=== Problem statement ===
Please copy out the lines in the entries that contain "observers".

Collected data entries:
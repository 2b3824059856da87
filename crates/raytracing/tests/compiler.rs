use std::collections::{HashSet, VecDeque};

use raytracing::{
    accel::flatten::{NODE_TYPE_LEAF, NODE_TYPE_TREE, NO_NEXT_NODE, RECORD_HEADER_LEN},
    compiler::{
        Category, CompileObserver, RecordingObserver, PLANE_RECORD_LEN, PRIMITIVE_RECORD_LEN, SPHERE_RECORD_LEN,
        SURFACE_RECORD_LEN, TERRAIN_RECORD_LEN, TRIANGLE_RECORD_LEN,
    },
    geometry::{ShapeType, Sphere, Transform, Vec3},
    materials::{Surface, Texture, TextureType},
    scene::{test_scenes, Camera, Primitive, Scene},
    CompileSettings, CompiledScene, SceneCompiler,
};

fn check_point(offset: i32, array: &[f32], stride: usize) {
    assert!(offset >= 0, "negative offset {offset}");
    let offset = offset as usize;
    assert_eq!(offset % stride, 0, "offset {offset} not aligned to {stride}");
    assert!(offset + stride <= array.len(), "offset {offset} out of bounds {}", array.len());
}

fn check_record(offset: i32, array_len: usize, stride: usize) {
    assert!(offset >= 0);
    let offset = offset as usize;
    assert_eq!(offset % stride, 0);
    assert!(offset + stride <= array_len);
}

fn check_bvh(compiled: &CompiledScene, root: i32) {
    let records = compiled.bounding_volume_hierarchies();
    let mut pending = VecDeque::from([root]);
    let mut seen = HashSet::new();

    while let Some(at) = pending.pop_front() {
        if at == NO_NEXT_NODE || !seen.insert(at) {
            continue;
        }
        assert!(at >= 0);
        let at = at as usize;
        assert!(at + RECORD_HEADER_LEN <= records.len());
        let record = &records[at..];

        check_point(record[2], compiled.point3fs(), 3);
        check_point(record[3], compiled.point3fs(), 3);
        pending.push_back(record[1]);

        match record[0] {
            NODE_TYPE_TREE => {
                assert_eq!(record[4] as usize, at + RECORD_HEADER_LEN);
                pending.push_back(record[4]);
            }
            NODE_TYPE_LEAF => {
                let count = record[4] as usize;
                for &triangle in &record[RECORD_HEADER_LEN..RECORD_HEADER_LEN + count] {
                    check_record(triangle, compiled.triangles().len(), TRIANGLE_RECORD_LEN);
                }
            }
            other => panic!("unknown node type {other} at {at}"),
        }
    }
}

/// Every offset stored in `compiled` points at the start of a record of the
/// array it refers to
fn check_offsets(compiled: &CompiledScene) {
    for plane in compiled.planes().chunks_exact(PLANE_RECORD_LEN) {
        for &point in &plane[..3] {
            check_point(point, compiled.point3fs(), 3);
        }
        check_point(plane[3], compiled.vector3fs(), 3);
    }

    for triangle in compiled.triangles().chunks_exact(TRIANGLE_RECORD_LEN) {
        for &position in &triangle[0..3] {
            check_point(position, compiled.point3fs(), 3);
        }
        for &normal in &triangle[3..6] {
            check_point(normal, compiled.vector3fs(), 3);
        }
        for &uv in &triangle[6..9] {
            check_point(uv, compiled.point2fs(), 2);
        }
    }

    for surface in compiled.surfaces().chunks_exact(SURFACE_RECORD_LEN) {
        assert!((1.0..=5.0).contains(&surface[0]));
        for &texture in &surface[1..4] {
            let offset = texture as usize;
            let texture_type = compiled.textures()[offset];
            let size = compiled.textures()[offset + 1] as usize;
            assert!((1.0..=5.0).contains(&texture_type));
            assert!(offset + size <= compiled.textures().len());
        }
    }

    let primitive_count = compiled.primitives().len() / PRIMITIVE_RECORD_LEN;
    assert_eq!(compiled.primitives_object_to_world().len(), primitive_count * 16);
    assert_eq!(compiled.primitives_world_to_object().len(), primitive_count * 16);

    for primitive in compiled.primitives().chunks_exact(PRIMITIVE_RECORD_LEN) {
        let shape = primitive[1];
        match primitive[0] {
            t if t == ShapeType::Plane as i32 => check_record(shape, compiled.planes().len(), PLANE_RECORD_LEN),
            t if t == ShapeType::Sphere as i32 => {
                check_record(shape, compiled.spheres().len(), SPHERE_RECORD_LEN);
                check_point(compiled.spheres()[shape as usize] as i32, compiled.point3fs(), 3);
            }
            t if t == ShapeType::Terrain as i32 => check_record(shape, compiled.terrains().len(), TERRAIN_RECORD_LEN),
            t if t == ShapeType::Triangle as i32 => {
                check_record(shape, compiled.triangles().len(), TRIANGLE_RECORD_LEN)
            }
            t if t == ShapeType::TriangleMesh as i32 => check_bvh(compiled, shape),
            other => panic!("unknown shape type {other}"),
        }
        check_record(primitive[2], compiled.surfaces().len(), SURFACE_RECORD_LEN);
    }

    if let Some(lights) = compiled.primitives_emitting_light() {
        for &light in lights {
            check_record(light, compiled.primitives().len(), PRIMITIVE_RECORD_LEN);
        }
    }
}

#[test]
fn all_test_scenes_compile() {
    for test_scene_descriptor in test_scenes::all_test_scenes() {
        let scene = (test_scene_descriptor.scene_func)();
        let compiled = SceneCompiler::default().compile(&scene).unwrap();

        assert_eq!(compiled.name(), test_scene_descriptor.name);
        assert_eq!(compiled.camera(), &scene.camera().to_array()[..]);
        if !scene.primitives().is_empty() {
            check_offsets(&compiled);
        }
    }
}

#[test]
fn offsets_stay_valid_with_small_leaves() {
    let compiler = SceneCompiler::new(CompileSettings {
        max_triangles_per_leaf: 1,
        ..Default::default()
    });
    for name in ["cube", "cornell_box", "duplicate_triangles"] {
        let scene = (test_scenes::find_test_scene(name).unwrap().scene_func)();
        check_offsets(&compiler.compile(&scene).unwrap());
    }
}

#[test]
fn compiling_twice_is_byte_identical() {
    let compiler = SceneCompiler::default();
    for test_scene_descriptor in test_scenes::all_test_scenes() {
        let scene = (test_scene_descriptor.scene_func)();
        let first = compiler.compile(&scene).unwrap().to_bytes().unwrap();
        let second = compiler.compile(&scene).unwrap().to_bytes().unwrap();
        assert_eq!(first, second, "{} differs between compiles", test_scene_descriptor.name);
    }
}

#[test]
fn shared_sphere_is_stored_once() {
    let mut scene = Scene::new("shared", Camera::default());
    let sphere = Sphere::new(Vec3(1.0, 2.0, 3.0), 0.75);
    let surface = Surface::lambertian(Texture::constant(Vec3(0.5, 0.5, 0.5)));
    for i in 0..8 {
        scene.add_primitive(Primitive::new(
            sphere,
            surface.clone(),
            Transform::translate(Vec3(0.0, i as f32, 0.0)),
        ));
    }

    let compiled = SceneCompiler::default().compile(&scene).unwrap();
    assert_eq!(compiled.spheres().len(), 2);
    assert_eq!(compiled.spheres()[1], 0.75);

    let position = compiled.spheres()[0] as usize;
    assert_eq!(&compiled.point3fs()[position..position + 3], &[1.0, 2.0, 3.0]);

    let records: Vec<&[i32]> = compiled.primitives().chunks_exact(PRIMITIVE_RECORD_LEN).collect();
    assert_eq!(records.len(), 8);
    assert!(records.iter().all(|record| record[1] == 0 && record[2] == 0));
}

#[test]
fn duplicate_triangles_share_a_record() {
    let mut recorder = RecordingObserver::default();
    let mut observers: [&mut dyn CompileObserver; 1] = [&mut recorder];
    let compiled = SceneCompiler::default()
        .compile_with_observers(&test_scenes::duplicate_triangles_scene(), &mut observers)
        .unwrap();

    let triangles = recorder.comparisons[0].count(Category::Triangles).unwrap();
    assert_eq!(triangles.all, 3);
    assert_eq!(triangles.unique, 2);
    assert_eq!(compiled.triangles().len(), 2 * TRIANGLE_RECORD_LEN);

    // three triangles fit one leaf
    let root = compiled.primitives()[1] as usize;
    let leaf = &compiled.bounding_volume_hierarchies()[root..];
    assert_eq!(leaf[0], NODE_TYPE_LEAF);
    assert_eq!(leaf[1], NO_NEXT_NODE);
    assert_eq!(leaf[4], 3);
    assert_eq!(&leaf[5..8], &[0, 0, 9]);
}

#[test]
fn duplicate_triangles_in_separate_leaves() {
    let compiled = SceneCompiler::new(CompileSettings {
        max_triangles_per_leaf: 1,
        ..Default::default()
    })
    .compile(&test_scenes::duplicate_triangles_scene())
    .unwrap();

    let records = compiled.bounding_volume_hierarchies();
    let mut leaf_triangles = Vec::new();
    let mut at = 0;
    while at < records.len() {
        match records[at] {
            NODE_TYPE_TREE => at += RECORD_HEADER_LEN,
            NODE_TYPE_LEAF => {
                let count = records[at + 4] as usize;
                leaf_triangles.extend_from_slice(&records[at + RECORD_HEADER_LEN..at + RECORD_HEADER_LEN + count]);
                at += RECORD_HEADER_LEN + count;
            }
            other => panic!("unknown node type {other}"),
        }
    }
    leaf_triangles.sort();
    assert_eq!(leaf_triangles, vec![0, 0, 9]);
}

#[test]
fn empty_scene_arrays_hold_one_placeholder() {
    let compiled = SceneCompiler::default().compile(&test_scenes::empty_scene()).unwrap();
    for (name, len) in compiled.array_lengths() {
        if name == "camera" {
            assert_eq!(len, 19);
        } else if name == "primitives_emitting_light" {
            assert_eq!(len, 0);
        } else {
            assert_eq!(len, 1, "{name} should be padded");
        }
    }
}

#[test]
fn light_array_lists_every_emissive_primitive() {
    let scene = test_scenes::terrain_scene();
    let compiled = SceneCompiler::default().compile(&scene).unwrap();
    let lights = compiled.primitives_emitting_light().unwrap();
    assert_eq!(lights.len(), 1);
    assert_eq!(compiled.primitives()[lights[0] as usize], ShapeType::Sphere as i32);

    let without = SceneCompiler::new(CompileSettings {
        light_emitting_primitives: false,
        ..Default::default()
    })
    .compile(&scene)
    .unwrap();
    assert!(without.primitives_emitting_light().is_none());
}

// colour channels of a compiled texture record, by texture type
fn emits_light(texture: &[f32]) -> bool {
    let size = texture[1] as usize;
    let channels = match texture[0] as i32 {
        t if t == TextureType::Constant as i32 => &texture[2..5],
        t if t == TextureType::Checkerboard as i32 => &texture[2..8],
        t if t == TextureType::Image as i32 => &texture[8..size],
        _ => &[][..],
    };
    channels.iter().any(|&channel| channel > 0.0)
}

#[test]
fn light_array_only_names_emissive_primitives() {
    for test_scene in test_scenes::all_test_scenes() {
        let compiled = SceneCompiler::default().compile(&(test_scene.scene_func)()).unwrap();
        let lights = compiled.primitives_emitting_light().unwrap();
        for &light in lights {
            check_record(light, compiled.primitives().len(), PRIMITIVE_RECORD_LEN);
            let record = &compiled.primitives()[light as usize..][..PRIMITIVE_RECORD_LEN];
            let surface = &compiled.surfaces()[record[2] as usize..][..SURFACE_RECORD_LEN];
            let emission = &compiled.textures()[surface[2] as usize..];
            assert!(
                emits_light(emission),
                "{}: light {light} is not emissive",
                test_scene.name
            );
        }
    }

    let compiled = SceneCompiler::default().compile(&test_scenes::spheres_scene()).unwrap();
    assert!(!compiled.primitives().is_empty());
    assert_eq!(compiled.primitives_emitting_light(), Some(&[][..]));
}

=== Output for this task ===
    let mut observers: [&mut dyn CompileObserver; 1] = [&mut recorder];
        .compile_with_observers(&test_scenes::duplicate_triangles_scene(), &mut observers)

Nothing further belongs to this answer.